**TASK BRIEF**
Find the string "sided" in the data, then copy every line where it is found.

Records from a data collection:
>>
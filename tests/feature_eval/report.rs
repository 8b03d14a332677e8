//! Output files: per-fold logs under the train directory and the TSV report.

use std::fs;
use std::path::Path;

use boosters_eval::booster::FstrKind;
use boosters_eval::eval::{FeatureEvalMode, FeatureEvalOptions, FeatureEvaluator, OutputOptions};

use crate::common::{metrics, regression_dataset, stump_trainer, N_FEATURES, STRONG, WEAK};

const N_ITERATIONS: u32 = 5;

fn read_lines(path: &Path) -> Vec<String> {
    fs::read_to_string(path)
        .unwrap_or_else(|e| panic!("Failed to read {}: {e}", path.display()))
        .lines()
        .map(str::to_owned)
        .collect()
}

#[test]
fn fold_logs_use_absolute_fold_indices() {
    let dir = tempfile::tempdir().unwrap();
    let options = FeatureEvalOptions::builder()
        .features_to_evaluate(vec![vec![STRONG]])
        .mode(FeatureEvalMode::OneVsOthers)
        .fold_size(20)
        .offset(1)
        .fold_count(2)
        .build()
        .unwrap();
    let output = OutputOptions {
        train_dir: Some(dir.path().to_path_buf()),
        calc_fstr: true,
        calc_regular_fstr: true,
        fstr_kind: FstrKind::SplitCount,
        ..Default::default()
    };
    FeatureEvaluator::new(stump_trainer(N_ITERATIONS), metrics(), options)
        .with_output(output)
        .with_n_threads(1)
        .evaluate(&regression_dataset(100, 41))
        .unwrap();

    for name in [
        "Baseline_set_0_fold_1",
        "Baseline_set_0_fold_2",
        "Testing_set_0_fold_1",
        "Testing_set_0_fold_2",
    ] {
        let fold_dir = dir.path().join(name);
        let history = read_lines(&fold_dir.join("test_error.tsv"));
        assert_eq!(history[0], "iter\tRMSE\tMAE");
        assert_eq!(history.len(), N_ITERATIONS as usize + 1);
        assert!(history[1].starts_with("0\t"));

        let fstr = read_lines(&fold_dir.join("fstr.tsv"));
        assert!(!fstr.is_empty());
        let regular = read_lines(&fold_dir.join("regular_fstr.tsv"));
        assert_eq!(regular.len(), N_FEATURES);
    }
    assert!(!dir.path().join("Baseline_set_0_fold_0").exists());

    // The baseline never sees the tested feature.
    let baseline_fstr = read_lines(&dir.path().join("Baseline_set_0_fold_1").join("fstr.tsv"));
    assert!(baseline_fstr.iter().all(|line| !line.ends_with(&format!("\t{STRONG}"))));
}

#[test]
fn shared_baseline_logs_are_written_once_per_fold() {
    let dir = tempfile::tempdir().unwrap();
    let options = FeatureEvalOptions::builder()
        .features_to_evaluate(vec![vec![STRONG], vec![WEAK]])
        .mode(FeatureEvalMode::OneVsNone)
        .fold_size(25)
        .fold_count(2)
        .build()
        .unwrap();
    let output = OutputOptions {
        train_dir: Some(dir.path().to_path_buf()),
        ..Default::default()
    };
    FeatureEvaluator::new(stump_trainer(N_ITERATIONS), metrics(), options)
        .with_output(output)
        .with_n_threads(1)
        .evaluate(&regression_dataset(100, 42))
        .unwrap();

    let mut names: Vec<String> = fs::read_dir(dir.path())
        .unwrap()
        .map(|entry| entry.unwrap().file_name().to_string_lossy().into_owned())
        .collect();
    names.sort();
    assert_eq!(
        names,
        [
            "Baseline_fold_0",
            "Baseline_fold_1",
            "Testing_set_0_fold_0",
            "Testing_set_0_fold_1",
            "Testing_set_1_fold_0",
            "Testing_set_1_fold_1",
        ]
    );
    assert!(!dir.path().join("Baseline_fold_0").join("fstr.tsv").exists());
}

#[test]
fn report_rows_follow_feature_sets() {
    let options = FeatureEvalOptions::builder()
        .features_to_evaluate(vec![vec![STRONG, WEAK], vec![WEAK]])
        .mode(FeatureEvalMode::OneVsOthers)
        .fold_size(25)
        .fold_count(3)
        .build()
        .unwrap();
    let summary = FeatureEvaluator::new(stump_trainer(N_ITERATIONS), metrics(), options)
        .with_n_threads(1)
        .evaluate(&regression_dataset(100, 43))
        .unwrap();

    let report = summary.to_string();
    let rows: Vec<Vec<&str>> = report.lines().skip(1).map(|line| line.split('\t').collect()).collect();
    assert_eq!(rows.len(), 2);
    assert_eq!(rows[0][4], "0,1");
    assert_eq!(rows[1][4], "1");
    for (set_idx, row) in rows.iter().enumerate() {
        let p_value: f64 = row[0].parse().unwrap();
        assert_eq!(p_value, summary.wx_test()[set_idx]);
        let iterations: Vec<u32> = row[1].split(',').map(|it| it.parse().unwrap()).collect();
        assert_eq!(iterations, summary.best_baseline_iterations(set_idx));
        let deltas: Vec<f64> = row[2..4].iter().map(|d| d.parse().unwrap()).collect();
        assert_eq!(deltas, summary.average_metric_delta(set_idx));
    }
}
//! Wilcoxon signed-rank test for paired samples.

/// Outcome of a Wilcoxon signed-rank test.
#[derive(Debug, Clone, Copy, PartialEq)]
pub struct WxTestResult {
    /// Two-sided p-value.
    pub p_value: f64,
    /// Rank sum of positive differences (`baseline > tested`).
    pub w_plus: f64,
    /// Rank sum of negative differences.
    pub w_minus: f64,
}

/// Largest sample size for which the exact null distribution is used.
const EXACT_MAX_N: usize = 20;

/// Wilcoxon signed-rank test on `baseline[i] - tested[i]`.
///
/// Pairs beyond the shorter input are ignored, as are zero differences.
/// Absolute differences are ranked with average ranks for ties. Without ties
/// and with at most 20 nonzero differences the exact null distribution is
/// used; otherwise the normal approximation with tie and continuity
/// correction. With no nonzero difference the p-value is 1.
pub fn wx_test(baseline: &[f64], tested: &[f64]) -> WxTestResult {
    let mut diffs: Vec<f64> = baseline
        .iter()
        .zip(tested)
        .map(|(b, t)| b - t)
        .filter(|d| *d != 0.0 && !d.is_nan())
        .collect();
    let n = diffs.len();
    if n == 0 {
        return WxTestResult {
            p_value: 1.0,
            w_plus: 0.0,
            w_minus: 0.0,
        };
    }

    diffs.sort_by(|a, b| a.abs().total_cmp(&b.abs()));

    let mut w_plus = 0.0;
    let mut w_minus = 0.0;
    // Σ(t³ - t) over tie groups.
    let mut tie_term = 0.0;
    let mut i = 0;
    while i < n {
        let mut j = i + 1;
        while j < n && diffs[j].abs() == diffs[i].abs() {
            j += 1;
        }
        let avg_rank = (i + 1 + j) as f64 / 2.0;
        for d in &diffs[i..j] {
            if *d > 0.0 {
                w_plus += avg_rank;
            } else {
                w_minus += avg_rank;
            }
        }
        let t = (j - i) as f64;
        tie_term += t * t * t - t;
        i = j;
    }

    let p_value = if tie_term == 0.0 && n <= EXACT_MAX_N {
        exact_p_value(n, w_plus)
    } else {
        normal_p_value(n, w_plus, tie_term)
    };

    WxTestResult {
        p_value,
        w_plus,
        w_minus,
    }
}

/// Two-sided p-value from the exact distribution of W+ under the null.
fn exact_p_value(n: usize, w_plus: f64) -> f64 {
    let max_sum = n * (n + 1) / 2;
    // counts[s] = number of rank subsets summing to s.
    let mut counts = vec![0.0f64; max_sum + 1];
    counts[0] = 1.0;
    for rank in 1..=n {
        for s in (rank..=max_sum).rev() {
            counts[s] += counts[s - rank];
        }
    }
    let total = 2f64.powi(n as i32);
    let w = w_plus.round() as usize;
    let lower: f64 = counts[..=w.min(max_sum)].iter().sum::<f64>() / total;
    let upper: f64 = counts[w.min(max_sum)..].iter().sum::<f64>() / total;
    (2.0 * lower.min(upper)).min(1.0)
}

/// Two-sided p-value from the normal approximation.
fn normal_p_value(n: usize, w_plus: f64, tie_term: f64) -> f64 {
    let n = n as f64;
    let mean = n * (n + 1.0) / 4.0;
    let variance = n * (n + 1.0) * (2.0 * n + 1.0) / 24.0 - tie_term / 48.0;
    if variance <= 0.0 {
        return 1.0;
    }
    let deviation = w_plus - mean;
    let corrected = (deviation.abs() - 0.5).max(0.0);
    let z = corrected / variance.sqrt();
    (2.0 * (1.0 - normal_cdf(z))).clamp(0.0, 1.0)
}

/// Standard normal CDF.
fn normal_cdf(x: f64) -> f64 {
    0.5 * (1.0 + erf(x / std::f64::consts::SQRT_2))
}

/// Abramowitz-Stegun approximation of the error function.
fn erf(x: f64) -> f64 {
    let a1 = 0.254829592;
    let a2 = -0.284496736;
    let a3 = 1.421413741;
    let a4 = -1.453152027;
    let a5 = 1.061405429;
    let p = 0.3275911;

    let sign = if x < 0.0 { -1.0 } else { 1.0 };
    let x = x.abs();

    let t = 1.0 / (1.0 + p * x);
    let y = 1.0 - (((((a5 * t + a4) * t) + a3) * t + a2) * t + a1) * t * (-x * x).exp();

    sign * y
}
//! Per-fold training state.

use serde::{Deserialize, Serialize};

use crate::booster::Forest;
use crate::data::DatasetView;

/// Which model of a comparison a fold trains.
#[derive(Debug, Clone, Copy, PartialEq, Eq, Serialize, Deserialize)]
pub enum TrainingKind {
    /// Model trained without the tested feature set (mode-dependent).
    Baseline,
    /// Model trained with the tested feature set (mode-dependent).
    Testing,
}

impl TrainingKind {
    /// Summary slot index: 0 for baseline, 1 for testing.
    #[inline]
    pub fn is_test(self) -> bool {
        self == TrainingKind::Testing
    }

    pub fn as_str(self) -> &'static str {
        match self {
            TrainingKind::Baseline => "baseline",
            TrainingKind::Testing => "testing",
        }
    }
}

/// Everything a trainer needs for one fold, plus what it produces.
///
/// The evaluator owns the context for the duration of one training run.
/// `learn` and `test` are taken back afterwards and reused by the next
/// feature set.
#[derive(Debug, Clone)]
pub struct FoldContext<D> {
    /// Absolute fold index.
    pub fold_idx: u32,
    pub learn: D,
    pub test: D,
    /// Seed for the trainer's own randomness.
    pub seed: u64,
    /// Trained model, set by the trainer.
    pub model: Option<Forest>,
    /// `[iteration][metric]` on the learn view.
    pub metrics_on_train: Vec<Vec<f64>>,
    /// `[iteration][metric]` on the test view. Filled by the trainer or,
    /// when it leaves this empty, by the evaluator.
    pub metrics_on_test: Vec<Vec<f64>>,
}

impl<D: DatasetView> FoldContext<D> {
    pub fn new(fold_idx: u32, learn: D, test: D, seed: u64) -> Self {
        Self {
            fold_idx,
            learn,
            test,
            seed,
            model: None,
            metrics_on_train: Vec::new(),
            metrics_on_test: Vec::new(),
        }
    }

    /// Hand the views back, dropping training results.
    pub fn into_views(self) -> (D, D) {
        (self.learn, self.test)
    }
}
<<
**RESPONSE TO THIS TASK**
    /// Two-sided p-value.
/// Two-sided p-value from the exact distribution of W+ under the null.
/// Two-sided p-value from the normal approximation.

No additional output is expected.